Lisa James has helped hundreds of buyers to their communities over 12 years. This isn't a tourism board ranking — it's the honest picture she gives buyers when they ask which town is right for raising a family.
What Families Are Actually Looking For
Before the ranking, the criteria. When Lisa sits down with a family considering this move, she's listening for five things: school quality and size, safety and community feel, land availability and backyard space, commute tolerance, and affordability. Those five factors shape every recommendation she makes.
1. Elgin — Best Overall for Families
Elgin keeps climbing Lisa's list because it checks more boxes than any other community at its price point. The Elgin Independent School District is well-regarded and community-oriented — smaller class sizes mean teachers actually know your kids. Land is still affordable, with many family properties hitting the $280K–$380K range for 1–3 acres. The commute to Austin is manageable at 35 minutes, and the community has a genuine small-town pulse.
2. Bastrop — Best for Families Who Want Community Character
Bastrop offers something Elgin doesn't quite yet: a fully formed community identity. The historic downtown gives families a walkable destination. The Lost Pines ecosystem is genuinely spectacular for kids growing up outdoors. The schools are solid. And there's a diversity of community — artists, longtime locals, and new arrivals — that creates a rich environment for families with kids of any age.
3. Taylor — Best for Families Thinking Long-Term
Taylor is the strategic choice. The Samsung semiconductor campus has fundamentally changed the economic outlook, which means property values are likely to rise and community infrastructure investment is following. The schools are community-oriented, the town has a strong sense of civic pride, and the annual rodeo gives families an immediate community anchor to rally around.
4. Rockdale — Best for Families Who Want Maximum Land
Rockdale in Milam County is where families go when land is the top priority. The affordability here is remarkable — more acreage per dollar than almost anywhere else in Lisa's service area. For families who can tolerate a 65-minute commute and want kids growing up with real space around them, Rockdale delivers.
5. Cedar Creek — Best for Families Who Prioritize Privacy and Land
Cedar Creek isn't a town in the traditional sense — it's a wooded stretch of Bastrop County between Austin and Bastrop. For families who want maximum acreage, maximum privacy, and minimum neighbors, it's ideal. The tradeoff is limited walkability and longer drives for everything. But for families with older kids or those who thrive on self-sufficient rural living, it's genuinely wonderful.

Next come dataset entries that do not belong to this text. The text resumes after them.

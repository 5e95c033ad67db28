use std::fmt::Write as _;

use console::style;

use counterpoint_common::{
    Confidence, ConfidenceLevel, EvidenceItem, SocialSignal, Topic, VerificationReport,
};

pub const SUMMARY_PLACEHOLDER: &str = "Analysis complete. See findings above for details.";

/// Per-list cap for findings and unverified claims.
pub const MAX_LIST_ITEMS: usize = 5;
pub const MAX_SOURCES: usize = 6;
pub const MAX_POSTS: usize = 5;

const TITLE_CHARS: usize = 40;

// --- HTML (stored in history) ---

/// Render the report body persisted as `report_html`.
pub fn render_report_html(report: &VerificationReport) -> String {
    let mut html = String::from(r#"<div class="counterpoint-report">"#);

    html.push_str(r#"<h3 class="confirmed">✓ CONFIRMED FACTS</h3><ul class="confirmed">"#);
    push_items(
        &mut html,
        &report.key_findings,
        "No confirmed facts extracted from sources.",
    );
    html.push_str("</ul>");

    html.push_str(r#"<h3 class="unverified">⚠ UNVERIFIED CLAIMS</h3><ul class="unverified">"#);
    push_items(
        &mut html,
        &report.unverified_claims,
        "No unverified claims detected.",
    );
    html.push_str("</ul>");

    html.push_str(r#"<h3 class="summary">EXECUTIVE SUMMARY</h3>"#);
    let _ = write!(
        html,
        r#"<p class="summary">{}</p>"#,
        html_escape(summary_or_placeholder(&report.summary))
    );

    html.push_str("</div>");
    html
}

fn push_items(html: &mut String, items: &[String], empty: &str) {
    if items.is_empty() {
        let _ = write!(html, "<li>{empty}</li>");
        return;
    }
    for item in items.iter().take(MAX_LIST_ITEMS) {
        let _ = write!(html, "<li>{}</li>", html_escape(item));
    }
}

fn html_escape(s: &str) -> String {
    s.replace('&', "&amp;")
        .replace('<', "&lt;")
        .replace('>', "&gt;")
        .replace('"', "&quot;")
        .replace('\'', "&#39;")
}

/// Plain-text view of stored report markup, wrapped at 80 columns.
pub fn html_to_plain_text(html: &str) -> String {
    html2text::from_read(html.as_bytes(), 80).unwrap_or_default()
}

pub fn summary_or_placeholder(summary: &str) -> &str {
    let trimmed = summary.trim();
    if trimmed.is_empty() {
        SUMMARY_PLACEHOLDER
    } else {
        trimmed
    }
}

// --- Source cards ---

/// Host of `url` without a leading `www.`, or "Source" when there is none.
pub fn source_domain(url: &str) -> String {
    url::Url::parse(url)
        .ok()
        .and_then(|u| u.host_str().map(|h| h.trim_start_matches("www.").to_string()))
        .filter(|h| !h.is_empty())
        .unwrap_or_else(|| "Source".to_string())
}

/// First 40 characters plus "..." for longer titles.
pub fn truncate_title(title: &str) -> String {
    if title.chars().count() > TITLE_CHARS {
        let head: String = title.chars().take(TITLE_CHARS).collect();
        format!("{head}...")
    } else {
        title.to_string()
    }
}

// --- Terminal ---

pub fn confidence_line(confidence: &Confidence) -> String {
    let level = confidence.level();
    let label = match level {
        ConfidenceLevel::High => style(level.to_string()).green(),
        ConfidenceLevel::Medium => style(level.to_string()).yellow(),
        ConfidenceLevel::Low => style(level.to_string()).red(),
    };
    match confidence {
        Confidence::Score(n) => format!("{n}% · {label}"),
        Confidence::Unscored(text) => format!("{text} · {label}"),
    }
}

/// Full terminal view of one completed run.
pub fn render_terminal(
    topic: &Topic,
    report: &VerificationReport,
    sources: &[EvidenceItem],
    social: &SocialSignal,
) -> String {
    let mut out = String::new();

    let _ = writeln!(out, "{}", style(format!("Verification: {topic}")).bold());
    let _ = writeln!(out, "Confidence: {}", confidence_line(&report.confidence_score()));
    out.push('\n');

    out.push_str(&render_report_terminal(report));
    out.push('\n');
    out.push_str(&render_sources_terminal(sources));
    out.push('\n');
    out.push_str(&render_social_terminal(social));
    out
}

pub fn render_report_terminal(report: &VerificationReport) -> String {
    let mut out = String::new();

    let _ = writeln!(out, "{}", style("✓ CONFIRMED FACTS").green().bold());
    push_bullets(
        &mut out,
        &report.key_findings,
        "No confirmed facts extracted from sources.",
    );

    let _ = writeln!(out, "{}", style("⚠ UNVERIFIED CLAIMS").red().bold());
    push_bullets(&mut out, &report.unverified_claims, "No unverified claims detected.");

    let _ = writeln!(out, "{}", style("EXECUTIVE SUMMARY").bold());
    let _ = writeln!(out, "  {}", summary_or_placeholder(&report.summary));
    out
}

fn push_bullets(out: &mut String, items: &[String], empty: &str) {
    if items.is_empty() {
        let _ = writeln!(out, "  {}", style(empty).dim());
        return;
    }
    for item in items.iter().take(MAX_LIST_ITEMS) {
        let _ = writeln!(out, "  • {item}");
    }
}

pub fn render_sources_terminal(sources: &[EvidenceItem]) -> String {
    let mut out = String::new();
    let _ = writeln!(out, "{}", style("SOURCES").cyan().bold());
    for source in sources.iter().take(MAX_SOURCES) {
        let _ = writeln!(
            out,
            "  • {}  {}",
            truncate_title(&source.title),
            style(source_domain(&source.url)).cyan()
        );
    }
    out
}

pub fn render_social_terminal(social: &SocialSignal) -> String {
    let mut out = String::new();
    let _ = writeln!(out, "{}", style("X.COM INTEL").blue().bold());

    let intel = match social {
        SocialSignal::Error(err) => {
            let _ = writeln!(out, "  {}", style(format!("⚠ {}", err.error)).red());
            if let Some(raw) = &err.raw {
                for line in raw.lines() {
                    let _ = writeln!(out, "    {}", style(line).dim());
                }
            }
            return out;
        }
        SocialSignal::Intel(intel) => intel,
        SocialSignal::Other(value) => {
            let _ = writeln!(out, "  {}", style("Unrecognized social signal data").yellow());
            let _ = writeln!(out, "    {}", style(value.to_string()).dim());
            return out;
        }
    };

    let summary = if intel.summary.trim().is_empty() {
        "No summary available."
    } else {
        intel.summary.trim()
    };
    let _ = writeln!(out, "  Summary: {summary}");

    if intel.viral_rumors.is_empty() {
        let _ = writeln!(out, "  {}", style("No viral rumors detected on X.").green());
    } else {
        let _ = writeln!(out, "  {}", style("Viral rumors/claims on X:").yellow());
        for rumor in &intel.viral_rumors {
            let _ = writeln!(out, "    • {rumor}");
        }
    }

    if intel.sources.is_empty() {
        let _ = writeln!(out, "  {}", style("No featured posts found.").dim());
    } else {
        let _ = writeln!(out, "  Featured posts:");
        for post in intel.sources.iter().take(MAX_POSTS) {
            let handle = non_empty_or(&post.handle, "@unknown");
            let text = non_empty_or(&post.text, "No text available");
            let _ = writeln!(out, "    {} {text}", style(handle).blue());
            if !post.link.is_empty() {
                let _ = writeln!(out, "      {}", style(&post.link).dim());
            }
        }
    }
    out
}

fn non_empty_or<'a>(value: &'a str, fallback: &'a str) -> &'a str {
    if value.trim().is_empty() {
        fallback
    } else {
        value
    }
}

6. Smithville — Best for Families Who Want the Storybook Version
Smithville is the most charming town on this list by a comfortable margin. The Colorado River, the historic downtown, the tight-knit community — it's everything the small-town dream looks like. It's also the furthest from Austin at about 55 minutes. For families where at least one parent works remotely, Smithville is a serious contender. For daily commuters, do the math honestly before you fall in love.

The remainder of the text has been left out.